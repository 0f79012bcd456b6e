// ==========================================
// Sistema de Contagens APF - Camada de Configuração
// ==========================================
// Responsabilidade: parâmetros operacionais do sistema
// Armazenamento: tabela config_kv
// ==========================================

pub mod config_manager;

// Reexporta o gerenciador de configuração
pub use config_manager::{config_keys, ConfigManager};
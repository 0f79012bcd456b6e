// ==========================================
// Sistema de Contagens APF - Camada de Cálculo
// ==========================================
// Responsabilidade: regras de pontuação APF puras, sem SQL e sem I/O.
// Toda linha mapeada recebe complexidade, PF bruto e PF líquido.
// ==========================================

pub mod scoring;

// Reexportação do motor
pub use scoring::ScoringEngine;
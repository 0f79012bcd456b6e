// ==========================================
// Sistema de Contagens APF - Camada de Domínio
// ==========================================
// Responsabilidade: entidades, tipos e estruturas do pipeline.
// Restrição: sem acesso a dados, sem lógica de cálculo.
// ==========================================

pub mod adjustment;
pub mod count;
pub mod function;
pub mod registry;
pub mod staging;
pub mod types;

// Reexporta os tipos centrais
pub use adjustment::{AdjustmentFactor, AdjustmentFactorUpdate, NewAdjustmentFactor};
pub use count::{Count, NewCount};
pub use function::FunctionRecord;
pub use registry::{Client, Project, SystemEntity};
pub use staging::{
    CellValue, ImportSession, MappedRow, NewFactorSuggestion, RawRow, ScoredRow,
};
pub use types::{
    AdjustmentKind, Complexity, CountType, CountingMethod, FunctionType, UnrecognizedValue,
};
// ==========================================
// Sistema de Contagens APF - Camada de Aplicação
// ==========================================
// Responsabilidade: montagem do estado compartilhado do processo
// ==========================================

pub mod state;

// Reexporta
pub use state::{get_default_db_path, AppState};
// ==========================================
// Sistema de Contagens APF - Ponto de Entrada
// ==========================================
// Inicializa logs, resolve o caminho do banco, monta o AppState e
// executa uma varredura de sessões de importação expiradas.
// As operações de negócio são expostas pela biblioteca (camada api).
// ==========================================

use apf_contagens::app::{get_default_db_path, AppState};

#[tokio::main]
async fn main() {
    // Inicializa o sistema de logs
    apf_contagens::logging::init();

    tracing::info!("==================================================");
    tracing::info!("{}", apf_contagens::APP_NAME);
    tracing::info!("Versão do sistema: {}", apf_contagens::VERSION);
    tracing::info!("==================================================");

    // Resolve o caminho do banco de dados
    let db_path = get_default_db_path();
    tracing::info!("Usando banco de dados: {}", db_path);

    // Monta o AppState
    tracing::info!("Inicializando AppState...");
    let app_state = AppState::new(db_path).expect("Falha ao inicializar o AppState");
    tracing::info!("AppState inicializado com sucesso");

    // Varredura única de sessões de staging expiradas; não há tarefas
    // em segundo plano, a varredura roda quando o host invoca.
    let ttl_minutes = match app_state.config_manager.get_session_ttl_minutes() {
        Ok(minutes) => minutes,
        Err(e) => {
            tracing::warn!("Falha ao ler TTL de sessões, usando padrão de 120 minutos: {}", e);
            120
        }
    };
    let removed = app_state
        .staging
        .evict_stale(chrono::Duration::minutes(ttl_minutes));
    tracing::info!(
        ttl_minutes = ttl_minutes,
        removidas = removed,
        "Varredura de sessões de importação concluída"
    );

    tracing::info!(
        sessoes_ativas = app_state.staging.len(),
        "Sistema pronto; operações disponíveis pela camada de API"
    );
}
use httpmock::Method::GET;
use yafin::{
    CacheMode, CalendarModule, ChartEvent, ChartQuery, Interval, QuoteSummaryModule, Range, YfError,
};

use crate::common::{self, CRUMB};

const EMPTY: &str = "{}";

#[tokio::test]
async fn chart_sends_query_parameters() {
    let server = common::setup_server();
    let chart = server.mock(|when, then| {
        when.method(GET)
            .path("/v8/finance/chart/MSFT")
            .query_param("interval", "1wk")
            .query_param("range", "1y")
            .query_param("events", "div,split")
            .query_param("includePrePost", "true")
            .query_param("region", "US")
            .query_param("lang", "en-US")
            .query_param("corsDomain", "finance.yahoo.com");
        then.status(200)
            .header("content-type", "application/json")
            .body(common::CHART_OK);
    });

    let q = ChartQuery::new(Interval::W1)
        .range(Range::Y1)
        .include_pre_post(true)
        .events([ChartEvent::Dividends, ChartEvent::Splits]);
    common::client(&server)
        .get_chart("MSFT", &q, CacheMode::Bypass)
        .await
        .unwrap();
    chart.assert();
}

#[tokio::test]
async fn chart_window_must_be_ordered() {
    let server = common::setup_server();
    let q = ChartQuery::new(Interval::D1).between(200, 100);
    let err = common::client(&server)
        .get_chart("AAPL", &q, CacheMode::Bypass)
        .await
        .unwrap_err();
    assert!(matches!(err, YfError::InvalidParams(_)));
}

#[tokio::test]
async fn quote_type_uses_trailing_slash() {
    let server = common::setup_server();
    let m = server.mock(|when, then| {
        when.method(GET)
            .path("/v1/finance/quoteType/")
            .query_param("symbol", "AAPL,MSFT");
        then.status(200).body(EMPTY);
    });

    common::client(&server)
        .get_quote_type("AAPL,MSFT", CacheMode::Bypass)
        .await
        .unwrap();
    m.assert();
}

#[tokio::test]
async fn quote_summary_joins_modules_and_attaches_crumb() {
    let server = common::setup_server();
    common::mock_cookie_crumb(&server);
    let m = server.mock(|when, then| {
        when.method(GET)
            .path("/v10/finance/quoteSummary/AAPL")
            .query_param("modules", "price,summaryDetail")
            .query_param("crumb", CRUMB);
        then.status(200).body(EMPTY);
    });

    let modules = [
        QuoteSummaryModule::Price,
        QuoteSummaryModule::SummaryDetail,
        QuoteSummaryModule::Price,
    ];
    common::client(&server)
        .get_quote_summary("AAPL", &modules, CacheMode::Bypass)
        .await
        .unwrap();
    m.assert();
}

#[tokio::test]
async fn timeseries_defaults_its_window() {
    let server = common::setup_server();
    let m = server.mock(|when, then| {
        when.method(GET)
            .path("/ws/fundamentals-timeseries/v1/finance/timeseries/AAPL")
            .query_param("type", "annualTotalRevenue,quarterlyNetIncome")
            .query_param("period1", "1577836800")
            .query_param_exists("period2");
        then.status(200).body(EMPTY);
    });

    common::client(&server)
        .get_timeseries(
            "AAPL",
            "annualTotalRevenue, quarterlyNetIncome",
            None,
            None,
            CacheMode::Bypass,
        )
        .await
        .unwrap();
    m.assert();
}

#[tokio::test]
async fn options_and_search() {
    let server = common::setup_server();
    common::mock_cookie_crumb(&server);
    let options = server.mock(|when, then| {
        when.method(GET)
            .path("/v7/finance/options/AAPL")
            .query_param("crumb", CRUMB);
        then.status(200).body(EMPTY);
    });
    let search = server.mock(|when, then| {
        when.method(GET)
            .path("/v1/finance/search")
            .query_param("q", "apple");
        then.status(200).body(EMPTY);
    });

    let client = common::client(&server);
    client.get_options("AAPL", CacheMode::Bypass).await.unwrap();
    client.get_search(" apple ", CacheMode::Bypass).await.unwrap();
    options.assert();
    search.assert();

    let err = client.get_search("  ", CacheMode::Bypass).await.unwrap_err();
    assert!(matches!(err, YfError::InvalidParams(_)));
}

#[tokio::test]
async fn recommendations_insights_and_ratings() {
    let server = common::setup_server();
    let recs = server.mock(|when, then| {
        when.method(GET)
            .path("/v6/finance/recommendationsbysymbol/AAPL,MSFT");
        then.status(200).body(EMPTY);
    });
    let insights = server.mock(|when, then| {
        when.method(GET)
            .path("/ws/insights/v3/finance/insights")
            .query_param("symbols", "AAPL");
        then.status(200).body(EMPTY);
    });
    let ratings = server.mock(|when, then| {
        when.method(GET)
            .path("/v2/ratings/top/AAPL")
            .query_param("exclude_noncurrent", "true");
        then.status(200).body(EMPTY);
    });

    let client = common::client(&server);
    client
        .get_recommendations("AAPL,MSFT", CacheMode::Bypass)
        .await
        .unwrap();
    client.get_insights("AAPL", CacheMode::Bypass).await.unwrap();
    client.get_ratings("AAPL", CacheMode::Bypass).await.unwrap();
    recs.assert();
    insights.assert();
    ratings.assert();
}

#[tokio::test]
async fn market_wide_endpoints() {
    let server = common::setup_server();
    let summaries = common::mock_json(&server, "/v6/finance/quote/marketSummary", EMPTY);
    let trending = common::mock_json(&server, "/v1/finance/trending/US", EMPTY);
    let currencies = common::mock_json(&server, "/v1/finance/currencies", EMPTY);

    let client = common::client(&server);
    client.get_market_summaries(CacheMode::Bypass).await.unwrap();
    client.get_trending(CacheMode::Bypass).await.unwrap();
    client.get_currencies(CacheMode::Bypass).await.unwrap();
    summaries.assert();
    trending.assert();
    currencies.assert();
}

#[tokio::test]
async fn calendar_events_window() {
    let server = common::setup_server();
    let end: i64 = 1_700_000_000_000;
    let start = end - 149 * 86_400_000;
    let m = server.mock(|when, then| {
        when.method(GET)
            .path("/ws/screeners/v1/finance/calendar-events")
            .query_param("modules", "earnings,ipoEvents")
            .query_param("startDate", start.to_string())
            .query_param("endDate", end.to_string());
        then.status(200).body(EMPTY);
    });

    let client = common::client(&server);
    client
        .get_calendar_events(
            &[CalendarModule::Earnings, CalendarModule::IpoEvents],
            None,
            Some(end),
            CacheMode::Bypass,
        )
        .await
        .unwrap();
    m.assert();

    let too_long = end - 151 * 86_400_000;
    let err = client
        .get_calendar_events(&[], Some(too_long), Some(end), CacheMode::Bypass)
        .await
        .unwrap_err();
    assert!(matches!(err, YfError::InvalidParams(_)));
}

#[tokio::test]
async fn invalid_symbols_are_rejected_before_sending() {
    let server = common::setup_server();
    let any = server.mock(|when, then| {
        when.method(GET);
        then.status(200).body(EMPTY);
    });

    let client = common::client(&server);
    let q = ChartQuery::new(Interval::D1);
    assert!(client.get_chart("", &q, CacheMode::Bypass).await.is_err());
    assert!(client.get_chart("A,B", &q, CacheMode::Bypass).await.is_err());
    assert!(client.get_quote(" , ", None, CacheMode::Bypass).await.is_err());
    any.assert_calls(0);
}

#[tokio::test]
async fn non_json_body_is_a_json_error() {
    let server = common::setup_server();
    server.mock(|when, then| {
        when.method(GET).path("/v1/finance/currencies");
        then.status(200).body("<html>oops</html>");
    });

    let err = common::client(&server)
        .get_currencies(CacheMode::Bypass)
        .await
        .unwrap_err();
    assert!(matches!(err, YfError::Json(_)));
}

**TASK ITEM**: Using the listing above, show each line with the word "operações" in it.

**RESPONSE FOR THIS EXERCISE**:
// As operações de negócio são expostas pela biblioteca (camada api).
        "Sistema pronto; operações disponíveis pela camada de API"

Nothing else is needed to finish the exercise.